### Your task
Lines to restate from the data below: from the one containing "filename src/http/mod.rs" to the one containing "#[error(transparent)]", both included. Give them again exactly, and only them.

^^^^

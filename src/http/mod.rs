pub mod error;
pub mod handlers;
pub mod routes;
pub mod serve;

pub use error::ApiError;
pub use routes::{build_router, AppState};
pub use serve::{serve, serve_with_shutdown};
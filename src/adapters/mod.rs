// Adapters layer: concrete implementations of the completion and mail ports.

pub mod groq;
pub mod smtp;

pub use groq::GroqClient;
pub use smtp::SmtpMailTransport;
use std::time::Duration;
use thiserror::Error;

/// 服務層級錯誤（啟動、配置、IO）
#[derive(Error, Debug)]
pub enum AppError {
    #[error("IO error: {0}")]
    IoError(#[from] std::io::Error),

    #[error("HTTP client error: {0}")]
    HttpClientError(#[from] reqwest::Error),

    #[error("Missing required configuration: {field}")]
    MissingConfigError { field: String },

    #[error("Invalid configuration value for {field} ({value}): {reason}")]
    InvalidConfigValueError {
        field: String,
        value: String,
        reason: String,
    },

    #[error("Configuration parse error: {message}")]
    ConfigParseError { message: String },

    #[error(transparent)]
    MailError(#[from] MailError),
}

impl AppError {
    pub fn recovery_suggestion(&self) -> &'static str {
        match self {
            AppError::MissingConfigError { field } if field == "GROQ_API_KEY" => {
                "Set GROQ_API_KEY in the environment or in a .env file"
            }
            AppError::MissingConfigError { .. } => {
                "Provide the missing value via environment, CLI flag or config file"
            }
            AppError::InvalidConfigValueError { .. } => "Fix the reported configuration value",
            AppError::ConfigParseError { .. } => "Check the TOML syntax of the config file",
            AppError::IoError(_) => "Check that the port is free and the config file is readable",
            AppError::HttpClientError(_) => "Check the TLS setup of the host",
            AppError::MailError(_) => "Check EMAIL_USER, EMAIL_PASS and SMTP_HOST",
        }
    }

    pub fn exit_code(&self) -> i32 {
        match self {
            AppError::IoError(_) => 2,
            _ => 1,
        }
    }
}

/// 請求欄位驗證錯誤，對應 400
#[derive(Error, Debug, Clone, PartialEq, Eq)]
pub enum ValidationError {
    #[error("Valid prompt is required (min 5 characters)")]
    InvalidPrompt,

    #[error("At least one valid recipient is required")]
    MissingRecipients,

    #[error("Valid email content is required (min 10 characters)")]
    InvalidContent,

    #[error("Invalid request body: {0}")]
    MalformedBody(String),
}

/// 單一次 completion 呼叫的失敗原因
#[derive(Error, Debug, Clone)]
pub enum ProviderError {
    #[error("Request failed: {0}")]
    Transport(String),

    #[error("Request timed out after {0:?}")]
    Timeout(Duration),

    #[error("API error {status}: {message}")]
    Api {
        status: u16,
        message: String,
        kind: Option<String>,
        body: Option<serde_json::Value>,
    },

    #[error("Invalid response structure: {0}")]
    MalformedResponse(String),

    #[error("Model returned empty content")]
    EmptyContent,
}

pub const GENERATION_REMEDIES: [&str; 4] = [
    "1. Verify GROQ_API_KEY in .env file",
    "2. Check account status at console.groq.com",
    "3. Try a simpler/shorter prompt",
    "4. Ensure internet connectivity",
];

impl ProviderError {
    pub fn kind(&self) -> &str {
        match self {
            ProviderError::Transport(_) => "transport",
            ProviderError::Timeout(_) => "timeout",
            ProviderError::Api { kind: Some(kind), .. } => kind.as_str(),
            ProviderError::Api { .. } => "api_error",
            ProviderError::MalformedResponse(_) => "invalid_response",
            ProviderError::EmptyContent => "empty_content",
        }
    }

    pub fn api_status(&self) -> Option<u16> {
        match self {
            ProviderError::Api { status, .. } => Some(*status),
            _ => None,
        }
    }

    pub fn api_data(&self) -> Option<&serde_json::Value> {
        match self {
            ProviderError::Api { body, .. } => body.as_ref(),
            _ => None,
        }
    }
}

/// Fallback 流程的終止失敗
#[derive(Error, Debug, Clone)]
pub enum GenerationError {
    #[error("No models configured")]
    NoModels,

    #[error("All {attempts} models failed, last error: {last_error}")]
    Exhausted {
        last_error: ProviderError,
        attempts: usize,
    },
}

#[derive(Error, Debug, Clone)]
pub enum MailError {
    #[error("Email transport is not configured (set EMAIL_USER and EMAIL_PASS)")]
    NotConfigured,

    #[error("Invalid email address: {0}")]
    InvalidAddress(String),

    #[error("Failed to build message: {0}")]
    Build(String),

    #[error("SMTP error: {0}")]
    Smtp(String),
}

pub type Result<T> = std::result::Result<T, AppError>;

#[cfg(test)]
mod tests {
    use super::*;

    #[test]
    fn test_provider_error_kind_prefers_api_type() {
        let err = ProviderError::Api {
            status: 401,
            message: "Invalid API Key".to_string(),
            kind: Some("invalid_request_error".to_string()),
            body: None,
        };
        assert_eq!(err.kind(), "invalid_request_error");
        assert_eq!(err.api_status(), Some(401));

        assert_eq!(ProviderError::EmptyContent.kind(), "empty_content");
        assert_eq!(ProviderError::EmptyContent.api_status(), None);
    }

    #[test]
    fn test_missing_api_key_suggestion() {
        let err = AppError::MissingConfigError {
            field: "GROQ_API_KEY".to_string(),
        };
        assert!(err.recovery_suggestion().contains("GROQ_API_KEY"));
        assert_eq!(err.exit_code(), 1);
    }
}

^^^^

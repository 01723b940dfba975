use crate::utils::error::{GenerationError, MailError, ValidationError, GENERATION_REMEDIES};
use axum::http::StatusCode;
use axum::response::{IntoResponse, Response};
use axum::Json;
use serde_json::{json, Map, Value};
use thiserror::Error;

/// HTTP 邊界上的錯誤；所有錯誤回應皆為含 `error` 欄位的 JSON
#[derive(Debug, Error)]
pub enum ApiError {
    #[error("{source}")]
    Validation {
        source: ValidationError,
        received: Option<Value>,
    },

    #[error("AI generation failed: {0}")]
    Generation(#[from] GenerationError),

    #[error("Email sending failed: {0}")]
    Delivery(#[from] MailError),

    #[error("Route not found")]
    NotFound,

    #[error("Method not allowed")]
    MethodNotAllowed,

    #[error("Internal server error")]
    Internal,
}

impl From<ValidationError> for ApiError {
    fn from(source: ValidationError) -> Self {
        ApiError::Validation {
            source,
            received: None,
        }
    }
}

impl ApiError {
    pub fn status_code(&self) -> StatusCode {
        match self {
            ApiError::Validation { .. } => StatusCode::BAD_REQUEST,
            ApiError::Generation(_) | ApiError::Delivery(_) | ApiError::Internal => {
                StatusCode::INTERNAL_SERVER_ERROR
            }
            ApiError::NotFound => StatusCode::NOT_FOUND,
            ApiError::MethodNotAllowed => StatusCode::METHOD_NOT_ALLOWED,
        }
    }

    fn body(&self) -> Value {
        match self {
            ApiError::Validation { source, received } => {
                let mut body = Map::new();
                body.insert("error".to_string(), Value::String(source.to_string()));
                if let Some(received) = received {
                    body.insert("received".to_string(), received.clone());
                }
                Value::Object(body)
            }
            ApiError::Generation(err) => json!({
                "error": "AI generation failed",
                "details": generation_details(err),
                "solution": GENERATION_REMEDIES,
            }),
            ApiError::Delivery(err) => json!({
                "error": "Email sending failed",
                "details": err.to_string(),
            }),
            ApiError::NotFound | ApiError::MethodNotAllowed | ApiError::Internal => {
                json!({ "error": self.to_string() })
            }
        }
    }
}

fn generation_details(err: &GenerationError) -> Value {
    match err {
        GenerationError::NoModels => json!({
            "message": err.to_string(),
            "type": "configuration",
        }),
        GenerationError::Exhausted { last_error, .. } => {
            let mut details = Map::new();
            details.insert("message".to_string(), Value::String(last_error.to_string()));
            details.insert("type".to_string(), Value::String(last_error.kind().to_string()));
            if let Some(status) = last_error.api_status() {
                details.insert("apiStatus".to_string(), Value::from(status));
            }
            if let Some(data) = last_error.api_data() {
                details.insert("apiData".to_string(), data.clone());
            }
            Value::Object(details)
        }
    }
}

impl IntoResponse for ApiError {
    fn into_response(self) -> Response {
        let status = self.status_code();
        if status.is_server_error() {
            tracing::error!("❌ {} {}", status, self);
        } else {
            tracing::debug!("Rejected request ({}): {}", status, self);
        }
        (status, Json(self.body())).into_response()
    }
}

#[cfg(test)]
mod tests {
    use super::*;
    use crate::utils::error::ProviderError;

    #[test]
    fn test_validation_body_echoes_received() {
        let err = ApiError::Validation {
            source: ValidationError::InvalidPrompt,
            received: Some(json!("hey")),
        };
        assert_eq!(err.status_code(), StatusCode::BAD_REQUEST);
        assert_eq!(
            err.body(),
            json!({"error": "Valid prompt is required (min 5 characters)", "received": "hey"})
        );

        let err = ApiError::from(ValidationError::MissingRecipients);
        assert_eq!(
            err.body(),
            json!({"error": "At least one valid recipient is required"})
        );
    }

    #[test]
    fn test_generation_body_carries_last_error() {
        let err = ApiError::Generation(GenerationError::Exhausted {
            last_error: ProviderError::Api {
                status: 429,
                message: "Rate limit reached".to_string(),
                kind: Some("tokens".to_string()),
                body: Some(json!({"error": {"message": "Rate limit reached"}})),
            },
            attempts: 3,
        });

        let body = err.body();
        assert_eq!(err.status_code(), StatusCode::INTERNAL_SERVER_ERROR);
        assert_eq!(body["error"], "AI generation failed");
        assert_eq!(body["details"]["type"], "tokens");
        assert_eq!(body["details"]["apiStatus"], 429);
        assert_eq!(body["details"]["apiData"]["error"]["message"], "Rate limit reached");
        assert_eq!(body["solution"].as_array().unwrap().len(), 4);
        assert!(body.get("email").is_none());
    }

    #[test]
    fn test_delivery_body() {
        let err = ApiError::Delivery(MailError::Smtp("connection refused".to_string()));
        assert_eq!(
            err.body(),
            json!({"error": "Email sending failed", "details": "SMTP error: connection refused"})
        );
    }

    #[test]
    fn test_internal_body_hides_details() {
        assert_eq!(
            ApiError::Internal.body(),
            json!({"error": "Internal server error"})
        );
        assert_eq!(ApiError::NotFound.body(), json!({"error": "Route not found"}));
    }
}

^^^^

### Output of the exercise
filename src/http/mod.rs
pub mod error;
pub mod handlers;
pub mod routes;
pub mod serve;

pub use error::ApiError;
pub use routes::{build_router, AppState};
pub use serve::{serve, serve_with_shutdown};
filename src/adapters/mod.rs
// Adapters layer: concrete implementations of the completion and mail ports.

pub mod groq;
pub mod smtp;

pub use groq::GroqClient;
pub use smtp::SmtpMailTransport;
use std::time::Duration;
use thiserror::Error;

/// 服務層級錯誤（啟動、配置、IO）
#[derive(Error, Debug)]
pub enum AppError {
    #[error("IO error: {0}")]
    IoError(#[from] std::io::Error),

    #[error("HTTP client error: {0}")]
    HttpClientError(#[from] reqwest::Error),

    #[error("Missing required configuration: {field}")]
    MissingConfigError { field: String },

    #[error("Invalid configuration value for {field} ({value}): {reason}")]
    InvalidConfigValueError {
        field: String,
        value: String,
        reason: String,
    },

    #[error("Configuration parse error: {message}")]
    ConfigParseError { message: String },

    #[error(transparent)]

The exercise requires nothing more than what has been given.